Уолли Ширра, Донн Эйсел и Уолт Каннингем – три самых заинтересованных человека в том, чтобы следующий «Аполлон» «звонил» по-настоящему, полностью воспользовались этим приглашением, рыская по этажам завода в Доуни, штат Калифорния, и контролируя любые компоненты строящегося корабля.

– Если у кого-то из вас, ребята, есть проблема, скажите мне, и мы ее решим, – сказал Ширра Каннингему и Эйселу несколько напыщенно, когда отправлял их на завод «Норт Америкэн Авиэйшн», где собирался командный модуль.

Борман, как чиновник «НАСА» – а проще, наблюдатель «НАСА» на этом заводе – раздражался от такого вмешательства Ширры и его подчиненных, звоня, в конце концов, начальству в Агентство и требуя, чтобы те держали бравых астронавтов под своим контролем. Пожар, аргументировано говорил Борман, произошел, по крайней мере, частично из-за хаоса и конфликтующих между собой инженерных решений в пределах самого «НАСА», и самое последнее, в чем нуждался человек, занимающийся перепланировкой корабля, было множество советчиков, кричащих о необходимости внесения изменений в миллионы его узлов. «НАСА» согласилось, Ширра отступил, и процесс улучшений «Аполлона» пошел более организованным путем.

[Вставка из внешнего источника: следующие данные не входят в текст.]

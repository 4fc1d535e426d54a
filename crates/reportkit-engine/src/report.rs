use crate::columns::Column;
use crate::datasource::{Datasource, DatasourceOptions};
use crate::error::{ConfigurationError, Result};
use crate::grouper::{Group, Grouper};
use crate::render::{RenderBody, RenderContext, RenderGroup, Renderer};
use crate::row::{Cell, DatasourceRow};
use crate::widgets::currency_format;
use reportkit_types::{Record, Value};
use std::collections::BTreeMap;
use std::fmt;
use std::ops::Range;
use std::sync::Arc;

pub type GroupFn = Arc<dyn Fn(&dyn Record) -> Value + Send + Sync>;

/// What a row is grouped by.
#[derive(Clone)]
pub enum GroupKey {
    /// A column name; falls back to a raw record attribute of that name.
    Column(String),
    Callable(GroupFn),
}

impl fmt::Debug for GroupKey {
    fn fmt(&self, f: &mut fmt::Formatter<'_>) -> fmt::Result {
        match self {
            GroupKey::Column(name) => f.debug_tuple("Column").field(name).finish(),
            GroupKey::Callable(_) => f.write_str("Callable(..)"),
        }
    }
}

/// Group selector plus the record attribute that orders rows inside a group.
#[derive(Debug, Clone)]
pub struct GroupBy {
    pub key: GroupKey,
    pub order: String,
}

impl GroupBy {
    pub fn column(name: impl Into<String>, order: impl Into<String>) -> Self {
        Self {
            key: GroupKey::Column(name.into()),
            order: order.into(),
        }
    }

    pub fn callable<F>(func: F, order: impl Into<String>) -> Self
    where
        F: Fn(&dyn Record) -> Value + Send + Sync + 'static,
    {
        Self {
            key: GroupKey::Callable(Arc::new(func)),
            order: order.into(),
        }
    }
}

/// Report construction options.
///
/// Either `datasource` (cloned, so the prototype stays untouched) or
/// `datasource_options` must be given.
#[derive(Default)]
pub struct ReportOptions {
    pub title: Option<String>,
    pub description: Option<String>,
    pub datasource: Option<Datasource>,
    pub datasource_options: Option<DatasourceOptions>,
    /// Replaces the datasource extras when set.
    pub extras: Option<BTreeMap<String, Value>>,
    pub list_display: Option<Vec<String>>,
    pub list_filter: Vec<String>,
    pub order_by: Option<Vec<String>>,
    pub group_by: Option<GroupBy>,
    pub column_totals: Vec<String>,
    pub formats: Vec<(String, Arc<dyn Renderer>)>,
    pub filters_summary: Vec<(String, String)>,
}

/// Presentation policy over one datasource.
pub struct Report {
    title: String,
    description: Option<String>,
    datasource: Datasource,
    list_display: Option<Vec<String>>,
    list_filter: Vec<String>,
    order_by: Option<Vec<String>>,
    group_by: Option<GroupBy>,
    column_totals: Vec<String>,
    formats: Vec<(String, Arc<dyn Renderer>)>,
    filters_summary: Vec<(String, String)>,
}

impl fmt::Debug for Report {
    fn fmt(&self, f: &mut fmt::Formatter<'_>) -> fmt::Result {
        write!(f, "<Report: on `{}`>", self.datasource.collection().name())
    }
}

impl Report {
    pub fn as_report(options: ReportOptions) -> Result<Self> {
        let mut datasource = match (options.datasource, options.datasource_options) {
            (Some(prototype), _) => prototype.clone_with(options.extras),
            (None, Some(mut ds_options)) => {
                if let Some(extras) = options.extras {
                    ds_options.extras = extras;
                }
                Datasource::as_datasource(ds_options)?
            }
            (None, None) => return Err(ConfigurationError::MissingCollection.into()),
        };
        if options.order_by.is_some() {
            datasource.set_order_by(options.order_by.clone());
        }

        if let Some(missing) = options
            .list_display
            .iter()
            .flatten()
            .chain(options.column_totals.iter())
            .find(|name| datasource.column(name.as_str()).is_none())
        {
            return Err(ConfigurationError::UnknownColumn(missing.clone()).into());
        }

        Ok(Self {
            title: options
                .title
                .unwrap_or_else(|| datasource.collection().to_string()),
            description: options.description,
            datasource,
            list_display: options.list_display,
            list_filter: options.list_filter,
            order_by: options.order_by,
            group_by: options.group_by,
            column_totals: options.column_totals,
            formats: options.formats,
            filters_summary: options.filters_summary,
        })
    }

    /// Options reproducing this report over a fresh copy of its datasource.
    pub fn to_options(&self) -> ReportOptions {
        ReportOptions {
            title: Some(self.title.clone()),
            description: self.description.clone(),
            datasource: Some(self.datasource.clone_with(None)),
            datasource_options: None,
            extras: None,
            list_display: self.list_display.clone(),
            list_filter: self.list_filter.clone(),
            order_by: self.order_by.clone(),
            group_by: self.group_by.clone(),
            column_totals: self.column_totals.clone(),
            formats: self.formats.clone(),
            filters_summary: self.filters_summary.clone(),
        }
    }

    pub fn title(&self) -> &str {
        &self.title
    }

    pub fn description(&self) -> Option<&str> {
        self.description.as_deref()
    }

    pub fn datasource(&self) -> &Datasource {
        &self.datasource
    }

    pub fn list_filter(&self) -> &[String] {
        &self.list_filter
    }

    pub fn group_by(&self) -> Option<&GroupBy> {
        self.group_by.as_ref()
    }

    pub fn order_by(&self) -> Option<&[String]> {
        self.order_by.as_deref()
    }

    pub fn filters_summary(&self) -> &[(String, String)] {
        &self.filters_summary
    }

    /// Explicit display list, else every non-system column in datasource order.
    pub fn display_order(&self) -> Vec<String> {
        match &self.list_display {
            Some(names) => names.clone(),
            None => self
                .datasource
                .columns()
                .iter()
                .filter(|c| !c.is_sys_only())
                .map(|c| c.name().to_string())
                .collect(),
        }
    }

    /// Titles matching `display_order`.
    pub fn headers(&self) -> Vec<String> {
        self.display_order()
            .iter()
            .filter_map(|name| self.datasource.column(name))
            .map(|c| c.title())
            .collect()
    }

    pub fn get_column_by_name(&self, name: &str) -> Result<&Arc<Column>> {
        self.datasource
            .column(name)
            .ok_or_else(|| ConfigurationError::UnknownColumn(name.to_string()).into())
    }

    /// Raw values of one column across all rows; error cells read as `Null`.
    pub fn get_column_values(&self, name: &str) -> Result<Vec<Value>> {
        self.get_column_by_name(name)?;
        Ok(self
            .datasource
            .get_data()?
            .iter()
            .map(|row| row.get(name).and_then(Cell::value).cloned().unwrap_or_default())
            .collect())
    }

    /// Rows in display order; grouped reports yield group by group.
    pub fn rows(&self) -> Result<Vec<DatasourceRow>> {
        if self.group_by.is_some() {
            return Ok(self
                .get_groups()?
                .into_iter()
                .flat_map(|g| g.rows)
                .collect());
        }
        let order = self.display_order();
        Ok(self
            .datasource
            .get_data()?
            .iter()
            .map(|row| row.project(&order))
            .collect())
    }

    pub fn get(&self, index: usize) -> Result<Option<DatasourceRow>> {
        let order = self.display_order();
        Ok(self.datasource.get(index)?.map(|row| row.project(&order)))
    }

    pub fn slice(&self, range: Range<usize>) -> Result<Vec<DatasourceRow>> {
        let order = self.display_order();
        Ok(self
            .datasource
            .slice(range)?
            .iter()
            .map(|row| row.project(&order))
            .collect())
    }

    pub fn grouper(&self) -> Result<Grouper<'_>> {
        let group_by = self
            .group_by
            .as_ref()
            .ok_or(ConfigurationError::GroupingNotSet)?;
        Ok(Grouper::new(self, group_by))
    }

    pub fn get_groups(&self) -> Result<Vec<Group>> {
        Ok(self.grouper()?.items()?.to_vec())
    }

    pub fn has_subtotals(&self) -> bool {
        !self.column_totals.is_empty()
    }

    /// Column totals that are part of the display order.
    pub fn summary_fields(&self) -> Vec<String> {
        let order = self.display_order();
        self.column_totals
            .iter()
            .filter(|name| order.contains(name))
            .cloned()
            .collect()
    }

    /// Totals of the summary fields over every row.
    pub fn totals(&self) -> Result<Vec<(String, Value)>> {
        let rows = self.datasource.get_data()?;
        Ok(self
            .summary_fields()
            .into_iter()
            .map(|name| {
                let total = column_total(&name, rows);
                (name, total)
            })
            .collect())
    }

    pub fn subtotals(&self, rows: &[DatasourceRow]) -> Vec<(String, Value)> {
        self.summary_fields()
            .into_iter()
            .map(|name| {
                let total = column_total(&name, rows);
                (name, total)
            })
            .collect()
    }

    pub fn format_labels(&self) -> Vec<&str> {
        self.formats.iter().map(|(label, _)| label.as_str()).collect()
    }

    pub fn renderer_for(&self, label: &str) -> Result<Arc<dyn Renderer>> {
        self.formats
            .iter()
            .find(|(l, _)| l == label)
            .map(|(_, renderer)| renderer.clone())
            .ok_or_else(|| ConfigurationError::UnknownFormat(label.to_string()).into())
    }

    pub fn render_context(&self) -> Result<RenderContext<'_>> {
        let display_order = self.display_order();
        let columns = display_order
            .iter()
            .map(|name| self.get_column_by_name(name).cloned())
            .collect::<Result<Vec<_>>>()?;
        let body = match &self.group_by {
            Some(_) => RenderBody::Grouped(
                self.get_groups()?
                    .into_iter()
                    .map(|group| RenderGroup {
                        subtotals: self.subtotals(&group.rows),
                        key: group.key,
                        rows: group.rows,
                    })
                    .collect(),
            ),
            None => RenderBody::Flat(self.rows()?),
        };
        Ok(RenderContext {
            report: self,
            title: self.title.clone(),
            description: self.description.clone(),
            headers: self.headers(),
            display_order,
            columns,
            body,
            summary_fields: self.summary_fields(),
            totals: self.totals()?,
            filters_summary: self.filters_summary.clone(),
        })
    }

    pub fn render(&self, label: &str) -> Result<Vec<u8>> {
        let renderer = self.renderer_for(label)?;
        renderer.render(&self.render_context()?)
    }
}

/// Sum of a column's values; anything non-summable makes the total 0.
pub fn column_total<'r>(name: &str, rows: impl IntoIterator<Item = &'r DatasourceRow>) -> Value {
    let mut total = Value::Int(0);
    for row in rows {
        let value = match row.get(name) {
            Some(Cell::Value(v)) if v.value.is_truthy() => v.value.clone(),
            Some(Cell::Error(_)) => return Value::Int(0),
            _ => Value::Int(0),
        };
        match total.checked_add(&value) {
            Some(sum) if sum.is_numeric() => total = sum,
            _ => return Value::Int(0),
        }
    }
    total
}

/// Totals print decimals as currency and everything else as-is.
pub fn format_total(value: &Value) -> String {
    match value {
        Value::Decimal(d) => currency_format(*d),
        other => other.to_string(),
    }
}
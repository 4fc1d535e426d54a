use super::args::{CacheCommand, Cli, Commands};
use super::handlers;
use crate::logging;
use anyhow::Result;
use reportkit_runtime::Runtime;

pub fn run(cli: Cli) -> Result<()> {
    logging::init(cli.log_level);

    let runtime = Runtime::load(cli.data_dir.as_deref())?;

    match cli.command {
        Commands::List => handlers::list::handle(&runtime),

        Commands::Render {
            report,
            format,
            filters,
            order_by,
            group_by,
            output,
        } => handlers::render::handle(
            &runtime,
            handlers::render::RenderRequest {
                report,
                format,
                filters,
                order_by,
                group_by,
                output,
            },
        ),

        Commands::Cache { command } => match command {
            CacheCommand::Flush => handlers::cache::flush(&runtime),
            CacheCommand::Reset { collection } => handlers::cache::reset(&runtime, &collection),
        },
    }
}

После того, как пилоты перестали сильно докучать Борману, у них появились все возможности сделать корабль безопасным с таким человеком на ключевом месте. Они хотели пневматический люк, который можно было бы открыть за несколько секунд, и они получили его. Они хотели улучшенную пожаростойкую электрическую проводку по всему кораблю, и они получили ее. Они хотели негорючую Бета-ткань в своих скафандрах и во всей одежде, и они получили это. Что более важно, они хотели заменить атмосферу из 100-процентно чистого кислорода, циркулирующую по всему кораблю во время предстартовой подготовки, на значительно менее опасную смесь из 60 процентов кислорода и 40 процентов азота. Не удивительно, что они получили и это.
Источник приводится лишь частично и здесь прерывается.